I then set an IAM policy to only allow the python code, and attached to to my role:

{
    "Version": "2012-10-17",
    "Statement": {
        "Effect": "Deny",
        "Action": "*",
        "Resource": "*",
        "Condition": {
            "StringNotEquals": {
                "aws:UserAgent": "Boto/2.42.0 Python/2.7.12 Linux/4.9.32-15.41.amzn1.x86_64"
            }
        }
    }
}

Then I get rid of my ~/.boto file I was using for checking the user-agent and try some tests:

[ec2-user@ip-172-31-19-174 ~]$ python test.py
file1.txt
[ec2-user@ip-172-31-19-174 ~]$ aws s3api list-objects --bucket summitroutetest

An error occurred (AccessDenied) when calling the ListObjects operation: Access Denied

Changing your user agent

Now using this concept, I can change my user-agent for the boto library:

#!/usr/bin/python
import boto
boto.UserAgent = "MyS3Reader v1.0"
conn = boto.connect_s3()
bucket = conn.lookup('summitroutetest')
for key in bucket:
    print key.name

Then I change the condition in the policy:

{
    "Version": "2012-10-17",
    "Statement": {
        "Effect": "Deny",
        "Action": "*",
        "Resource": "*",
        "Condition": {
            "StringNotLike": {
                "aws:UserAgent": "MyS3Reader*"
            }
        }
    }
}

Notice that I’m using a “StringNotLike” so I’m only checking if the user-agent starts with “MyS3Reader”. That way I can change the version number of the app, and this will allow me to debug issues if maybe version 1.0 of the app works but 1.1 does not.

Additionally, I could set policies and user-agents for different code paths, or maybe multiple services run on the same EC2 instance and they should have different permissions.

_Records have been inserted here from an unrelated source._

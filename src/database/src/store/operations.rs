//! Synchronous game queries over a single SQLite connection.

use crate::StoreError;
use catalog::{Game, GameDraft, SearchFilter};
use rusqlite::{params, params_from_iter, Connection, OptionalExtension, Row};

const GAME_COLUMNS: &str = "id, publisher_id, name, platform, store_id, bundle_id, app_version, \
                            is_published, release_date, created_at, updated_at";

const INSERT_GAME_SQL: &str = "INSERT INTO games \
    (publisher_id, name, platform, store_id, bundle_id, app_version, is_published, release_date) \
    VALUES (?1, ?2, ?3, ?4, ?5, ?6, ?7, ?8)";

const INSERT_OR_IGNORE_GAME_SQL: &str = "INSERT OR IGNORE INTO games \
    (publisher_id, name, platform, store_id, bundle_id, app_version, is_published, release_date) \
    VALUES (?1, ?2, ?3, ?4, ?5, ?6, ?7, ?8)";

fn game_from_row(row: &Row) -> rusqlite::Result<Game> {
    Ok(Game {
        id: row.get(0)?,
        publisher_id: row.get(1)?,
        name: row.get(2)?,
        platform: row.get(3)?,
        store_id: row.get(4)?,
        bundle_id: row.get(5)?,
        app_version: row.get(6)?,
        is_published: row.get(7)?,
        release_date: row.get(8)?,
        created_at: row.get(9)?,
        updated_at: row.get(10)?,
    })
}

pub fn list_games(conn: &Connection) -> Result<Vec<Game>, StoreError> {
    let mut stmt = conn.prepare(&format!("SELECT {} FROM games ORDER BY id", GAME_COLUMNS))?;
    let games = stmt
        .query_map([], game_from_row)?
        .collect::<Result<Vec<_>, _>>()?;
    Ok(games)
}

pub fn find_game(conn: &Connection, id: i64) -> Result<Option<Game>, StoreError> {
    let game = conn
        .query_row(
            &format!("SELECT {} FROM games WHERE id = ?1", GAME_COLUMNS),
            params![id],
            game_from_row,
        )
        .optional()?;
    Ok(game)
}

pub fn count_games(conn: &Connection) -> Result<usize, StoreError> {
    let count: i64 = conn.query_row("SELECT COUNT(*) FROM games", [], |row| row.get(0))?;
    Ok(count as usize)
}

/// Name matches by substring (SQLite LIKE, ASCII case-insensitive), platform by equality.
pub fn search_games(conn: &Connection, filter: &SearchFilter) -> Result<Vec<Game>, StoreError> {
    let mut conditions = Vec::new();
    let mut values = Vec::new();

    if let Some(name) = filter.name() {
        values.push(name);
        conditions.push(format!("name LIKE '%' || ?{} || '%'", values.len()));
    }

    if let Some(platform) = filter.platform() {
        values.push(platform);
        conditions.push(format!("platform = ?{}", values.len()));
    }

    let mut sql = format!("SELECT {} FROM games", GAME_COLUMNS);
    if !conditions.is_empty() {
        sql.push_str(" WHERE ");
        sql.push_str(&conditions.join(" AND "));
    }
    sql.push_str(" ORDER BY id");

    let mut stmt = conn.prepare(&sql)?;
    let games = stmt
        .query_map(params_from_iter(values), game_from_row)?
        .collect::<Result<Vec<_>, _>>()?;
    Ok(games)
}

pub fn insert_game(conn: &Connection, draft: &GameDraft) -> Result<Game, StoreError> {
    conn.execute(
        INSERT_GAME_SQL,
        params![
            draft.publisher_id,
            draft.name,
            draft.platform,
            draft.store_id,
            draft.bundle_id,
            draft.app_version,
            draft.is_published,
            draft.release_date,
        ],
    )
    .map_err(StoreError::from_write)?;

    let id = conn.last_insert_rowid();
    find_game(conn, id)?.ok_or(StoreError::NotFound(id))
}

/// Replaces every mutable field of the game. `release_date` is left untouched.
pub fn update_game(conn: &Connection, id: i64, draft: &GameDraft) -> Result<Game, StoreError> {
    let changed = conn
        .execute(
            "UPDATE games SET
                 publisher_id = ?2,
                 name = ?3,
                 platform = ?4,
                 store_id = ?5,
                 bundle_id = ?6,
                 app_version = ?7,
                 is_published = ?8,
                 updated_at = datetime('now')
             WHERE id = ?1",
            params![
                id,
                draft.publisher_id,
                draft.name,
                draft.platform,
                draft.store_id,
                draft.bundle_id,
                draft.app_version,
                draft.is_published,
            ],
        )
        .map_err(StoreError::from_write)?;

    if changed == 0 {
        return Err(StoreError::NotFound(id));
    }

    find_game(conn, id)?.ok_or(StoreError::NotFound(id))
}

pub fn delete_game(conn: &Connection, id: i64) -> Result<i64, StoreError> {
    let changed = conn.execute("DELETE FROM games WHERE id = ?1", params![id])?;

    if changed == 0 {
        return Err(StoreError::NotFound(id));
    }

    Ok(id)
}

/// Inserts all drafts in one transaction, skipping rows that collide with a
/// unique constraint. Returns how many rows were actually written.
pub fn insert_games_ignoring_duplicates(
    conn: &mut Connection,
    drafts: &[GameDraft],
) -> Result<usize, StoreError> {
    let tx = conn.transaction()?;
    let mut inserted = 0;

    {
        let mut stmt = tx.prepare(INSERT_OR_IGNORE_GAME_SQL)?;
        for draft in drafts {
            inserted += stmt.execute(params![
                draft.publisher_id,
                draft.name,
                draft.platform,
                draft.store_id,
                draft.bundle_id,
                draft.app_version,
                draft.is_published,
                draft.release_date,
            ])?;
        }
    }

    tx.commit()?;
    Ok(inserted)
}
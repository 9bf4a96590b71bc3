mod config;
mod error;
mod games;
mod routes;

pub use config::{ConfigError, ServerConfig};
pub use error::{ApiError, ApiResult};
pub use games::GameRequest;

use crate::routes::ServerRoutes;
use axum::Router;
use axum::response::IntoResponse;
use catalog::CatalogImporter;
use database::GameStore;
use log::{error, info};
use std::path::Path;
use tokio::net::TcpListener;
use tower::ServiceBuilder;
use tower_http::catch_panic::CatchPanicLayer;

pub struct GameCatalogServer {
    config: ServerConfig,
    state: AppState,
}

impl GameCatalogServer {
    pub fn new(config: ServerConfig, state: AppState) -> Self {
        GameCatalogServer { config, state }
    }

    pub async fn run(&self) -> std::io::Result<()> {
        let app = create_app(self.state.clone(), &self.config.static_dir);

        let addr = self.config.address();

        let listener = TcpListener::bind(addr).await.inspect_err(|e| {
            error!("Failed to bind to address {}: {}", addr, e);
        })?;

        info!("Server is up on port {}", addr.port());

        axum::serve(listener, app).await.inspect_err(|e| {
            error!("Server error: {}", e);
        })
    }
}

/// Builds the complete application router with state attached.
pub fn create_app(state: AppState, static_dir: &Path) -> Router {
    ServerRoutes::create(static_dir)
        .layer(
            ServiceBuilder::new()
                // Catch panics in handlers and convert them to 500 errors
                .layer(CatchPanicLayer::custom(|_err| {
                    ApiError::InternalError("Internal server error - handler panicked".to_string())
                        .into_response()
                })),
        )
        .with_state(state)
}

/// Services shared by every handler, built once at startup.
pub struct AppState {
    pub store: GameStore,
    pub importer: CatalogImporter,
}

impl AppState {
    pub fn new(store: GameStore, importer: CatalogImporter) -> Self {
        AppState { store, importer }
    }
}

impl Clone for AppState {
    fn clone(&self) -> Self {
        AppState {
            store: self.store.clone(),
            importer: self.importer.clone(),
        }
    }
}
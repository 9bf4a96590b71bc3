use catalog::CatalogSources;
use std::env;
use std::net::{IpAddr, Ipv4Addr, SocketAddr};
use std::path::PathBuf;
use std::str::FromStr;
use std::time::Duration;
use thiserror::Error;

const DEFAULT_PORT: u16 = 3000;
const DEFAULT_DATABASE_PATH: &str = "games.sqlite3";
const DEFAULT_STATIC_DIR: &str = "static";
const DEFAULT_CATALOG_TIMEOUT_SECS: u64 = 30;

#[derive(Debug, Error)]
#[error("Invalid value '{value}' for {key}")]
pub struct ConfigError {
    pub key: &'static str,
    pub value: String,
}

#[derive(Debug, Clone)]
pub struct ServerConfig {
    pub host: IpAddr,
    pub port: u16,
    pub database_path: PathBuf,
    pub static_dir: PathBuf,
    pub catalog: CatalogSources,
    pub catalog_timeout: Duration,
}

impl Default for ServerConfig {
    fn default() -> Self {
        ServerConfig {
            host: IpAddr::V4(Ipv4Addr::UNSPECIFIED),
            port: DEFAULT_PORT,
            database_path: PathBuf::from(DEFAULT_DATABASE_PATH),
            static_dir: PathBuf::from(DEFAULT_STATIC_DIR),
            catalog: CatalogSources::default(),
            catalog_timeout: Duration::from_secs(DEFAULT_CATALOG_TIMEOUT_SECS),
        }
    }
}

impl ServerConfig {
    pub fn from_env() -> Result<Self, ConfigError> {
        ServerConfig::from_lookup(|key| env::var(key).ok())
    }

    /// Builds the config from any key/value source; unset keys keep their defaults.
    pub fn from_lookup<F>(lookup: F) -> Result<Self, ConfigError>
    where
        F: Fn(&str) -> Option<String>,
    {
        let mut config = ServerConfig::default();

        if let Some(host) = lookup("HOST") {
            config.host = parse("HOST", host)?;
        }

        if let Some(port) = lookup("PORT") {
            config.port = parse("PORT", port)?;
        }

        if let Some(path) = lookup("DATABASE_PATH") {
            config.database_path = PathBuf::from(path);
        }

        if let Some(dir) = lookup("STATIC_DIR") {
            config.static_dir = PathBuf::from(dir);
        }

        if let Some(url) = lookup("ANDROID_CATALOG_URL") {
            config.catalog.android_url = url;
        }

        if let Some(url) = lookup("IOS_CATALOG_URL") {
            config.catalog.ios_url = url;
        }

        if let Some(secs) = lookup("CATALOG_TIMEOUT_SECS") {
            config.catalog_timeout = Duration::from_secs(parse("CATALOG_TIMEOUT_SECS", secs)?);
        }

        Ok(config)
    }

    pub fn address(&self) -> SocketAddr {
        SocketAddr::new(self.host, self.port)
    }
}

fn parse<T: FromStr>(key: &'static str, value: String) -> Result<T, ConfigError> {
    value.trim().parse().map_err(|_| ConfigError { key, value })
}
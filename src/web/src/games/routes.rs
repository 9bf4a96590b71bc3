use crate::AppState;
use axum::Router;
use axum::routing::{get, post, put};

pub fn routes() -> Router<AppState> {
    Router::new()
        .route(
            "/api/games",
            get(super::list::game_list_action).post(super::create::game_create_action),
        )
        .route("/api/games/search", post(super::search::game_search_action))
        .route("/api/games/populate", post(super::populate::game_populate_action))
        .route(
            "/api/games/{id}",
            put(super::update::game_update_action).delete(super::delete::game_delete_action),
        )
}
use thiserror::Error;

#[derive(Debug, Error)]
pub enum StoreError {
    #[error("SQLite error: {0}")]
    Sqlite(#[from] rusqlite::Error),

    #[error("Game with ID {0} not found")]
    NotFound(i64),

    #[error("Game conflicts with an existing record: {0}")]
    Conflict(String),

    #[error("Store is unavailable: {0}")]
    Unavailable(String),
}

impl StoreError {
    /// Turns unique constraint violations into `Conflict`, leaving other errors as they are.
    pub(crate) fn from_write(err: rusqlite::Error) -> Self {
        match err {
            rusqlite::Error::SqliteFailure(code, message)
                if code.extended_code == rusqlite::ffi::SQLITE_CONSTRAINT_UNIQUE =>
            {
                StoreError::Conflict(message.unwrap_or_else(|| "unique constraint".to_string()))
            }
            other => StoreError::Sqlite(other),
        }
    }
}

Normally, you would either need to give each service an access key (which is bad) or make your IAM role a superset of all the permissions of the different services running on that host, in cases where you (for whatever reason) have decided to run different services that need different permissions on the same host.

Canarytokens

In Nicolas Gregoire’s bug bounty from Prezi, he was able to get access to the userdata available from the metadata service which is sometimes used to pass secrets to the EC2 (you should not store secrets there). Thinkst, with their free Canarytokens service, has support for AWS keys as canary tokens, which means if these “fake” keys are ever attempted to be used, they will generate alerts. You could put these in the userdata as if these were used by the EC2, and this would help you identify if the metadata service was accessed by an attacker. You could additionally create these keys yourself and tie your own alerting to them, but make sure these keys have no privileges.

Conclusion

I hope this post gave you some additional ideas for what you can do to limit the damage if an attacker gets access to the metadata service.